Silence claims the cellblock. Each of us retreats into our own thoughts, the weight of what we’ve learned crushing any remaining optimism. Hours pass. The overhead lights dim slightly—night cycle in our windowless prison.
“You know what this means,” Stitch says.
“No, what?” Mia asks.
“If he’s watching them,” I say, knowing exactly what Stitch is thinking. “He’s watching us. Everything we do, or say, he knows. There’s no way to get a message out. No way that he won’t discover.”

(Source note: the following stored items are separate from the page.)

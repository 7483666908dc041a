//! A JSON snapshot standing in for every store, for demos and tests.

use std::collections::{HashMap, HashSet};
use std::fs;
use std::path::Path;

use anyhow::Context;
use async_trait::async_trait;
use chrono::{NaiveDate, Utc};
use jobdup_core::{
    normalize_region_names, ContentHash, CountryId, DuplicateIndex, DuplicateRecord, FilterDirectory,
    FilterId, ImportConfigDirectory, ImportConfigId, ImportContext, JobSegment, Listing, ListingId, ListingKind,
    ListingStore, PartnerSite, PartnerSiteDirectory, RegionId, RegionResolver, SegmentDirectory,
    SiteId, StoreResult, TenantId, UserJobDirectory,
};
use serde::{Deserialize, Serialize};

use crate::region_lookup_keys;

#[derive(Debug, Clone, Serialize, Deserialize)]
pub struct FixtureDuplicate {
    #[serde(default = "default_kind")]
    pub kind: ListingKind,
    #[serde(flatten)]
    pub record: DuplicateRecord,
}

#[derive(Debug, Clone, Serialize, Deserialize)]
pub struct FixtureImportConfig {
    pub id: ImportConfigId,
    #[serde(default)]
    pub is_context: bool,
    #[serde(default)]
    pub country_id: Option<CountryId>,
}

#[derive(Debug, Clone, Serialize, Deserialize)]
pub struct FixtureRegion {
    pub id: RegionId,
    pub root: Option<RegionId>,
}

#[derive(Debug, Clone, Serialize, Deserialize)]
pub struct FixtureRegionMapping {
    pub root_id: RegionId,
    pub ext_name: String,
    pub region_id: RegionId,
}

#[derive(Debug, Clone, Serialize, Deserialize)]
pub struct FixtureFilter {
    pub tenant_id: TenantId,
    pub filter_id: FilterId,
}

/// JSON snapshot of every store the engine reads, served from memory.
#[derive(Debug, Clone, Serialize, Deserialize)]
pub struct FixtureCatalog {
    #[serde(default = "today")]
    pub today: NaiveDate,
    #[serde(default)]
    pub listings: Vec<Listing>,
    #[serde(default)]
    pub sites: Vec<PartnerSite>,
    #[serde(default)]
    pub duplicates: Vec<FixtureDuplicate>,
    #[serde(default)]
    pub import_configs: Vec<FixtureImportConfig>,
    #[serde(default)]
    pub regions: Vec<FixtureRegion>,
    #[serde(default)]
    pub region_mappings: Vec<FixtureRegionMapping>,
    #[serde(default)]
    pub freelance_filters: Vec<FixtureFilter>,
    #[serde(default)]
    pub abroad_jobs: Vec<ListingId>,
    #[serde(default)]
    pub parttime_jobs: Vec<ListingId>,
    /// External ids of jobs posted directly by users.
    #[serde(default)]
    pub user_jobs: Vec<i64>,
}

fn default_kind() -> ListingKind {
    ListingKind::Job
}

fn today() -> NaiveDate {
    Utc::now().date_naive()
}

pub fn load_fixture_catalog(path: impl AsRef<Path>) -> anyhow::Result<FixtureCatalog> {
    let path = path.as_ref();
    let data = fs::read_to_string(path).with_context(|| format!("reading {}", path.display()))?;
    serde_json::from_str(&data).with_context(|| format!("parsing {}", path.display()))
}

impl FixtureCatalog {
    fn duplicates_of(&self, kind: ListingKind) -> impl Iterator<Item = &DuplicateRecord> + '_ {
        self.duplicates
            .iter()
            .filter(move |d| d.kind == kind)
            .map(|d| &d.record)
    }
}

#[async_trait]
impl ListingStore for FixtureCatalog {
    async fn fetch_by_ids(&self, kind: ListingKind, ids: &[ListingId]) -> StoreResult<Vec<Listing>> {
        Ok(self
            .listings
            .iter()
            .filter(|l| l.kind == kind && ids.contains(&l.id))
            .cloned()
            .map(|mut l| {
                l.ext_region_names = normalize_region_names(&l.ext_region_names);
                l
            })
            .collect())
    }

    async fn find_by_hash(&self, kind: ListingKind, hash: &ContentHash) -> StoreResult<Option<Listing>> {
        Ok(self
            .listings
            .iter()
            .filter(|l| l.kind == kind && &l.hash == hash)
            .min_by_key(|l| l.id)
            .cloned())
    }
}

#[async_trait]
impl DuplicateIndex for FixtureCatalog {
    async fn find_current(
        &self,
        kind: ListingKind,
        hashes: &[ContentHash],
    ) -> StoreResult<Vec<DuplicateRecord>> {
        Ok(self
            .duplicates_of(kind)
            .filter(|d| hashes.contains(&d.hash) && d.is_current(self.today))
            .cloned()
            .collect())
    }

    async fn find_one(
        &self,
        kind: ListingKind,
        hash: &ContentHash,
        site_id: SiteId,
    ) -> StoreResult<Option<DuplicateRecord>> {
        Ok(self
            .duplicates_of(kind)
            .filter(|d| &d.hash == hash && d.site_id == site_id)
            .max_by_key(|d| d.expires_at)
            .cloned())
    }
}

#[async_trait]
impl PartnerSiteDirectory for FixtureCatalog {
    async fn sites_by_ids(&self, ids: &[SiteId]) -> StoreResult<HashMap<SiteId, PartnerSite>> {
        Ok(self
            .sites
            .iter()
            .filter(|s| ids.contains(&s.id))
            .map(|s| (s.id, s.clone()))
            .collect())
    }
}

#[async_trait]
impl RegionResolver for FixtureCatalog {
    async fn region_root(&self, country_id: CountryId) -> StoreResult<Option<RegionId>> {
        Ok(self
            .regions
            .iter()
            .find(|r| r.id == country_id)
            .and_then(|r| r.root))
    }

    async fn resolve_ids(&self, names: &[String], root: RegionId) -> StoreResult<Vec<RegionId>> {
        let keys = region_lookup_keys(names);
        let mut ids = self
            .region_mappings
            .iter()
            .filter(|m| m.root_id == root && keys.contains(&m.ext_name.trim().to_lowercase()))
            .map(|m| m.region_id)
            .collect::<Vec<_>>();
        ids.sort_unstable();
        ids.dedup();
        Ok(ids)
    }
}

#[async_trait]
impl ImportConfigDirectory for FixtureCatalog {
    async fn import_context(&self, import_config_id: ImportConfigId) -> StoreResult<Option<ImportContext>> {
        Ok(self
            .import_configs
            .iter()
            .find(|c| c.id == import_config_id)
            .map(|c| ImportContext {
                is_context: c.is_context,
                country_id: c.country_id,
            }))
    }
}

#[async_trait]
impl FilterDirectory for FixtureCatalog {
    async fn freelance_filter_id(&self, tenant_id: TenantId) -> StoreResult<Option<FilterId>> {
        Ok(self
            .freelance_filters
            .iter()
            .find(|f| f.tenant_id == tenant_id)
            .map(|f| f.filter_id))
    }
}

#[async_trait]
impl SegmentDirectory for FixtureCatalog {
    async fn in_segment(&self, segment: JobSegment, listing_id: ListingId) -> StoreResult<bool> {
        let members = match segment {
            JobSegment::Abroad => &self.abroad_jobs,
            JobSegment::Parttime => &self.parttime_jobs,
        };
        Ok(members.contains(&listing_id))
    }
}

#[async_trait]
impl UserJobDirectory for FixtureCatalog {
    async fn user_job_ids(&self, external_ids: &[i64]) -> StoreResult<HashSet<i64>> {
        Ok(external_ids
            .iter()
            .copied()
            .filter(|id| self.user_jobs.contains(id))
            .collect())
    }
}
//! Membership checks for the abroad and part-time job collections.

use std::sync::Arc;

use jobdup_core::{JobSegment, Listing, ListingKind, SegmentDirectory, StoreResult};

pub struct SegmentClassifier {
    segments: Arc<dyn SegmentDirectory>,
}

impl SegmentClassifier {
    pub fn new(segments: Arc<dyn SegmentDirectory>) -> Self {
        Self { segments }
    }

    pub async fn is_abroad(&self, listing: &Listing) -> StoreResult<bool> {
        self.member_of(JobSegment::Abroad, listing).await
    }

    pub async fn is_parttime(&self, listing: &Listing) -> StoreResult<bool> {
        self.member_of(JobSegment::Parttime, listing).await
    }

    /// Résumés are never part of a job collection and skip the lookup.
    async fn member_of(&self, segment: JobSegment, listing: &Listing) -> StoreResult<bool> {
        if listing.kind != ListingKind::Job {
            return Ok(false);
        }
        self.segments.in_segment(segment, listing.id).await
    }
}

A ripple of awareness passes through the cellblock.
“Every system has vulnerabilities,” Stitch speaks from the darkness, her voice floating between cells. “Even ones built on quantum entanglement.”
For the first time in hours, something stirs in my chest. Not hope—we’re still trapped, still collared, still forced to build weapons of mass destruction.
But a tiny flicker of possibility lights within me. But how to capitalize on it?
“If they’re using my research…” The thought coalesces slowly. “Then maybe I understand their weaknesses better than Malfor does.”
Night deepens around us. Rebel’s breathing evens out as pain medication pulls her under. Malia whispers equations to herself, a self-soothing ritual I recognize from our days working together. Jenna and Mia maintain a silent watch, taking turns sleeping in shifts.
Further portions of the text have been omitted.